But with all things involving global warming there's a caveat notice he said this isnt the only cause so something else causing the cooling as well i guess.


I think that is the biggest problem we face as a species for response to our changing climate. Some want to say nothing at all is happening...and it's just routine variations on a statistical norm. Well.. Hogwash. Outright on that, I say. Others want to suggest it's all about certain gasses and this always seems to come around to how certain nations in very specific example, need to do this or that. Politics as usual there, and it's as reliable as clockwork. Still others figure it's 100% natural and man can have no impact at all (I wasn't far from this point of view myself, until fairly recently) and that too, doesn't track. Some things changing, aren't changing on geologic timelines but MUCH MUCH faster and beyond what nature is generally known for in changes of any significance.

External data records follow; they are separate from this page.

//! The encode engine
//!
//! Encoding mirrors decoding structurally but is total: it assumes its
//! input already satisfies the schema and never reports failures. Typed
//! values collapse to their canonical wire forms (big integers to decimal
//! strings, timestamps to ISO 8601, byte buffers to base64). A value
//! outside the schema's domain falls back to its structural wire form
//! rather than being rejected.
//!
//! As with decode, every child encode goes through a recursion callback so
//! an installed middleware chain observes the full traversal.

use std::collections::BTreeMap;

use tracing::trace;

use crate::context::Context;
use crate::middleware::CodecConfig;
use crate::node::{FieldSchema, SchemaKind, SchemaNode, SchemaRef};
use crate::value::Value;
use crate::wire::WireValue;

/// Recursion callback used for child encodes.
pub(crate) type EncodeRecurse<'a> = &'a dyn Fn(&Context, &SchemaRef, &Value) -> WireValue;

static UNDEFINED_VALUE: Value = Value::Undefined;

/// Encodes `value` against `schema` from the root context, without
/// middleware and with the default codec configuration.
pub fn encode(schema: &SchemaRef, value: &Value) -> WireValue {
    encode_plain(&CodecConfig::default(), &Context::root(), schema, value)
}

/// Encodes without middleware, from an explicit context and configuration.
pub fn encode_plain(
    config: &CodecConfig,
    ctx: &Context,
    schema: &SchemaRef,
    value: &Value,
) -> WireValue {
    let recurse = |child_ctx: &Context, child: &SchemaRef, item: &Value| {
        encode_plain(config, child_ctx, child, item)
    };
    encode_node(config, &recurse, ctx, schema, value)
}

/// Single encode step for one node.
pub(crate) fn encode_node(
    config: &CodecConfig,
    recurse: EncodeRecurse<'_>,
    ctx: &Context,
    schema: &SchemaNode,
    value: &Value,
) -> WireValue {
    trace!(path = %ctx, schema = %schema.schema_type(), input = %value.kind(), "encode");
    match schema.kind() {
        SchemaKind::Any | SchemaKind::Primitive(_) | SchemaKind::Enum(_) => value.to_wire(),
        SchemaKind::Optional(child) => match value {
            Value::Undefined => WireValue::Undefined,
            other => recurse(ctx, child, other),
        },
        SchemaKind::Nullable(child) => match value {
            Value::Null => WireValue::Null,
            other => recurse(ctx, child, other),
        },
        SchemaKind::List(child) => match value {
            Value::Array(items) => WireValue::Array(
                items
                    .iter()
                    .enumerate()
                    .map(|(index, item)| recurse(&ctx.child(index), child, item))
                    .collect(),
            ),
            other => other.to_wire(),
        },
        SchemaKind::Dictionary(child) => match value {
            Value::Object(entries) => WireValue::Object(
                entries
                    .iter()
                    .map(|(key, item)| {
                        (key.clone(), recurse(&ctx.child(key.as_str()), child, item))
                    })
                    .filter(|(_, encoded)| !encoded.is_undefined())
                    .collect(),
            ),
            other => other.to_wire(),
        },
        SchemaKind::Tuple(children) => match value {
            Value::Array(items) => WireValue::Array(
                items
                    .iter()
                    .enumerate()
                    .map(|(index, item)| match children.get(index) {
                        Some(child) => recurse(&ctx.child(index), child, item),
                        None => item.to_wire(),
                    })
                    .collect(),
            ),
            other => other.to_wire(),
        },
        SchemaKind::Object(fields) => encode_object(recurse, ctx, fields, value),
        SchemaKind::Refinement(refinement) => {
            let base_value = refinement.apply_encode(value.clone());
            recurse(ctx, refinement.base(), &base_value)
        }
        SchemaKind::TaggedUnion(variants) => {
            encode_tagged_union(config, recurse, ctx, variants, value)
        }
    }
}

fn encode_object(
    recurse: EncodeRecurse<'_>,
    ctx: &Context,
    fields: &[FieldSchema],
    value: &Value,
) -> WireValue {
    let Value::Object(entries) = value else {
        return value.to_wire();
    };
    let mut wire = BTreeMap::new();
    for field in fields {
        let item = entries.get(field.key()).unwrap_or(&UNDEFINED_VALUE);
        let encoded = recurse(&ctx.child(field.key()), &field.schema(), item);
        // Fields that encode to undefined are left off the wire entirely.
        if !encoded.is_undefined() {
            wire.insert(field.wire_key().to_string(), encoded);
        }
    }
    WireValue::Object(wire)
}

fn encode_tagged_union(
    config: &CodecConfig,
    recurse: EncodeRecurse<'_>,
    ctx: &Context,
    variants: &[(String, SchemaRef)],
    value: &Value,
) -> WireValue {
    let Value::Object(entries) = value else {
        return value.to_wire();
    };
    let Some(Value::String(tag)) = entries.get(config.discriminant()) else {
        return value.to_wire();
    };
    let Some((_, variant)) = variants.iter().find(|(candidate, _)| candidate == tag) else {
        return value.to_wire();
    };
    let payload = entries.get(tag.as_str()).unwrap_or(&UNDEFINED_VALUE);
    let encoded = recurse(&ctx.child(tag.as_str()), variant, payload);
    let mut wire = BTreeMap::new();
    wire.insert(
        config.discriminant().to_string(),
        WireValue::String(tag.clone()),
    );
    if !encoded.is_undefined() {
        wire.insert(tag.clone(), encoded);
    }
    WireValue::Object(wire)
}

#[cfg(test)]
mod tests {
    use super::*;
    use crate::decode::decode;
    use crate::node::{Brand, RefinementSchema, SchemaNode};
    use chrono::{DateTime, Utc};

    fn wire_object(entries: &[(&str, WireValue)]) -> WireValue {
        WireValue::object(entries.iter().map(|(key, value)| (*key, value.clone())))
    }

    #[test]
    fn primitives_encode_to_their_canonical_forms() {
        let at = DateTime::<Utc>::from_timestamp_millis(1_577_836_800_123).unwrap();
        assert_eq!(
            encode(&SchemaNode::date(), &Value::Date(at)),
            WireValue::from("2020-01-01T00:00:00.123Z")
        );
        assert_eq!(
            encode(&SchemaNode::bigint(), &Value::BigInt(-42)),
            WireValue::from("-42")
        );
        assert_eq!(
            encode(&SchemaNode::bytes(), &Value::Bytes(b"hello".to_vec())),
            WireValue::from("aGVsbG8=")
        );
        assert_eq!(
            encode(&SchemaNode::number(), &Value::Number(2.5)),
            WireValue::from(2.5)
        );
    }

    #[test]
    fn optional_and_nullable_pass_their_markers_through() {
        let optional = SchemaNode::optional(SchemaNode::string());
        assert_eq!(encode(&optional, &Value::Undefined), WireValue::Undefined);
        assert_eq!(
            encode(&optional, &Value::String("here".into())),
            WireValue::from("here")
        );
        let nullable = SchemaNode::nullable(SchemaNode::string());
        assert_eq!(encode(&nullable, &Value::Null), WireValue::Null);
    }

    #[test]
    fn objects_emit_wire_keys_and_omit_undefined_fields() {
        let schema = SchemaNode::object([
            FieldSchema::new("createdAt", SchemaNode::date()).with_wire_key("created_at"),
            FieldSchema::new("note", SchemaNode::optional(SchemaNode::string())),
        ])
        .unwrap();
        let at = DateTime::<Utc>::from_timestamp_millis(0).unwrap();
        let value = Value::object([
            ("createdAt", Value::Date(at)),
            ("note", Value::Undefined),
        ]);
        let wire = encode(&schema, &value);
        assert_eq!(
            wire,
            wire_object(&[("created_at", WireValue::from("1970-01-01T00:00:00.000Z"))])
        );
    }

    #[test]
    fn tuples_encode_positionally_and_pass_extras_through() {
        let schema = SchemaNode::tuple([SchemaNode::bigint(), SchemaNode::string()]);
        let value = Value::Array(vec![
            Value::BigInt(7),
            Value::String("x".into()),
            Value::Bool(true),
        ]);
        assert_eq!(
            encode(&schema, &value),
            WireValue::Array(vec![
                WireValue::from("7"),
                WireValue::from("x"),
                WireValue::from(true),
            ])
        );
    }

    #[test]
    fn dictionaries_encode_values_and_drop_undefined_entries() {
        let schema = SchemaNode::dictionary(SchemaNode::optional(SchemaNode::bigint()));
        let value = Value::object([("a", Value::BigInt(1)), ("b", Value::Undefined)]);
        assert_eq!(
            encode(&schema, &value),
            wire_object(&[("a", WireValue::from("1"))])
        );
    }

    #[test]
    fn tagged_unions_emit_the_discriminant_and_payload() {
        let schema = SchemaNode::tagged_union([
            ("foo", SchemaNode::string()),
            ("bar", SchemaNode::bigint()),
        ])
        .unwrap();
        let value = Value::object([
            ("type", Value::String("bar".into())),
            ("bar", Value::BigInt(10)),
        ]);
        assert_eq!(
            encode(&schema, &value),
            wire_object(&[
                ("type", WireValue::from("bar")),
                ("bar", WireValue::from("10")),
            ])
        );
    }

    #[test]
    fn refinement_encode_maps_back_to_the_base_domain() {
        let refinement = RefinementSchema::new(
            SchemaNode::string(),
            Brand::Custom {
                tag: "upper".into(),
                data: None,
            },
        )
        .with_encode(|value| match value {
            Value::String(text) => Value::String(text.to_lowercase()),
            other => other,
        });
        let schema = SchemaNode::refinement(refinement);
        assert_eq!(
            encode(&schema, &Value::String("LOUD".into())),
            WireValue::from("loud")
        );
    }

    #[test]
    fn decode_then_encode_is_a_normal_form() {
        let schema = SchemaNode::list(SchemaNode::string());
        let decoded = decode(&schema, &WireValue::from(10.0)).unwrap();
        assert_eq!(
            encode(&schema, &decoded),
            WireValue::Array(vec![WireValue::from("10")])
        );
    }

    #[test]
    fn encode_then_decode_round_trips_typed_objects() {
        let schema = SchemaNode::object([
            FieldSchema::new("id", SchemaNode::bigint()),
            FieldSchema::new("when", SchemaNode::date()),
            FieldSchema::new("tags", SchemaNode::list(SchemaNode::string())),
        ])
        .unwrap();
        let at = DateTime::<Utc>::from_timestamp_millis(1_600_000_000_500).unwrap();
        let value = Value::object([
            ("id", Value::BigInt(314)),
            ("when", Value::Date(at)),
            (
                "tags",
                Value::Array(vec![Value::String("a".into()), Value::String("b".into())]),
            ),
        ]);
        let wire = encode(&schema, &value);
        assert_eq!(decode(&schema, &wire).unwrap(), value);
    }
}
//! Property-based codec tests.
//!
//! Properties tested:
//! - Property 1: Resolution Idempotence
//! - Property 2: Canonical Round Trip
//! - Property 3: Number To String Coercion
//! - Property 4: List Scalar Equivalence
//! - Property 5: Decode Totality
//! - Property 6: Normal Form Stability

use std::sync::Arc;

use proptest::prelude::*;

use crate::prelude::*;
use crate::NativeType;

// =============================================================================
// Generators
// =============================================================================

/// Generate a leaf wire value.
fn arb_wire_leaf() -> impl Strategy<Value = WireValue> {
    prop_oneof![
        Just(WireValue::Undefined),
        Just(WireValue::Null),
        any::<bool>().prop_map(WireValue::Bool),
        (-1.0e9f64..1.0e9).prop_map(WireValue::Number),
        "[a-z]{0,8}".prop_map(WireValue::String),
    ]
}

/// Generate an arbitrary wire tree a few levels deep.
fn arb_wire_value() -> impl Strategy<Value = WireValue> {
    arb_wire_leaf().prop_recursive(3, 24, 4, |inner| {
        prop_oneof![
            prop::collection::vec(inner.clone(), 0..4).prop_map(WireValue::Array),
            prop::collection::btree_map("[a-z]{1,4}", inner, 0..4).prop_map(WireValue::Object),
        ]
    })
}

/// Generate a non-absent scalar, the inputs the list shorthand wraps.
fn arb_wire_scalar() -> impl Strategy<Value = WireValue> {
    prop_oneof![
        any::<bool>().prop_map(WireValue::Bool),
        (-1.0e9f64..1.0e9).prop_map(WireValue::Number),
        "[a-z]{0,8}".prop_map(WireValue::String),
    ]
}

/// Generate a schema together with wire input already in canonical form,
/// where decoding succeeds and encoding reproduces the input exactly.
fn arb_canonical_case() -> impl Strategy<Value = (SchemaRef, WireValue)> {
    prop_oneof![
        any::<bool>().prop_map(|flag| (SchemaNode::boolean(), WireValue::Bool(flag))),
        (-1.0e9f64..1.0e9).prop_map(|n| (SchemaNode::number(), WireValue::Number(n))),
        "[a-z]{0,8}".prop_map(|text| (SchemaNode::string(), WireValue::String(text))),
        prop::collection::vec("[a-z]{0,8}", 0..4).prop_map(|items| {
            let wire = WireValue::Array(items.into_iter().map(WireValue::String).collect());
            (SchemaNode::list(SchemaNode::string()), wire)
        }),
    ]
}

/// A schema touching every composite kind, for totality checks.
fn mixed_schema() -> SchemaRef {
    SchemaNode::object([
        FieldSchema::new("id", SchemaNode::optional(SchemaNode::bigint())),
        FieldSchema::new("name", SchemaNode::string()),
        FieldSchema::new("scores", SchemaNode::list(SchemaNode::number())),
        FieldSchema::new("flags", SchemaNode::dictionary(SchemaNode::boolean())),
        FieldSchema::new(
            "pair",
            SchemaNode::tuple([SchemaNode::string(), SchemaNode::number()]),
        ),
        FieldSchema::new("active", SchemaNode::nullable(SchemaNode::boolean())),
    ])
    .expect("field keys are distinct")
}

// =============================================================================
// Properties
// =============================================================================

/// Property 1: Resolution Idempotence
/// Resolving the same expression twice yields the same node, pointer-equal,
/// for every primitive tag.
#[test]
fn prop_resolution_is_idempotent() {
    proptest!(|(native in prop::sample::select(NativeType::ALL.to_vec()))| {
        let first = resolve_schema(native).unwrap();
        let second = resolve_schema(native.as_str()).unwrap();
        prop_assert!(Arc::ptr_eq(&first, &second));
    });
}

/// Property 2: Canonical Round Trip
/// Wire input already in canonical form decodes successfully and encodes
/// back to the identical wire value.
#[test]
fn prop_canonical_input_round_trips() {
    proptest!(|((schema, wire) in arb_canonical_case())| {
        let decoded = decode(&schema, &wire);
        prop_assert!(decoded.is_ok());
        prop_assert_eq!(encode(&schema, &decoded.unwrap()), wire);
    });
}

/// Property 3: Number To String Coercion
/// Any finite number decodes under a string schema to its display form.
#[test]
fn prop_numbers_coerce_to_their_display_form() {
    proptest!(|(n in -1.0e9f64..1.0e9)| {
        let decoded = decode(&SchemaNode::string(), &WireValue::Number(n));
        prop_assert_eq!(decoded, Ok(Value::String(n.to_string())));
    });
}

/// Property 4: List Scalar Equivalence
/// Decoding a bare scalar under a list schema behaves exactly like
/// decoding the one-element array holding it, errors included.
#[test]
fn prop_lone_scalars_decode_like_singleton_arrays() {
    proptest!(|(scalar in arb_wire_scalar())| {
        let schema = SchemaNode::list(SchemaNode::number());
        let bare = decode(&schema, &scalar);
        let wrapped = decode(&schema, &WireValue::Array(vec![scalar]));
        prop_assert_eq!(bare, wrapped);
    });
}

/// Property 5: Decode Totality
/// Arbitrary wire input never panics the decoder, and every reported
/// error carries a rule tag and a message.
#[test]
fn prop_decode_is_total_over_arbitrary_wire() {
    proptest!(|(wire in arb_wire_value())| {
        let schema = mixed_schema();
        if let Err(errors) = decode(&schema, &wire) {
            prop_assert!(!errors.is_empty());
            for error in &errors {
                prop_assert!(!error.rule.is_empty());
                prop_assert!(!error.message.is_empty());
            }
        }
    });
}

/// Property 6: Normal Form Stability
/// Whenever arbitrary wire input decodes, re-decoding its encoding yields
/// the same value. Encoding lands on a decode fixed point.
#[test]
fn prop_encoding_is_a_decode_fixed_point() {
    proptest!(|(wire in arb_wire_value())| {
        let schema = mixed_schema();
        if let Ok(first) = decode(&schema, &wire) {
            let encoded = encode(&schema, &first);
            let second = decode(&schema, &encoded);
            prop_assert_eq!(second, Ok(first));
        }
    });
}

I think the truth of this lay in it being a very complex interaction of factors. Some we can control, and some we caused. Most we haven't...but it won't matter if the one we DID is the trigger that nudges other natural processes over into critical phases. Whatever the case for cause though, I think it's causes in the plural, and a variety of them. Some, I really think we haven't even discovered or realized yet. Some..very likely..in the depths of our Oceans, to watch some of what is happening and marine life's reactions to it.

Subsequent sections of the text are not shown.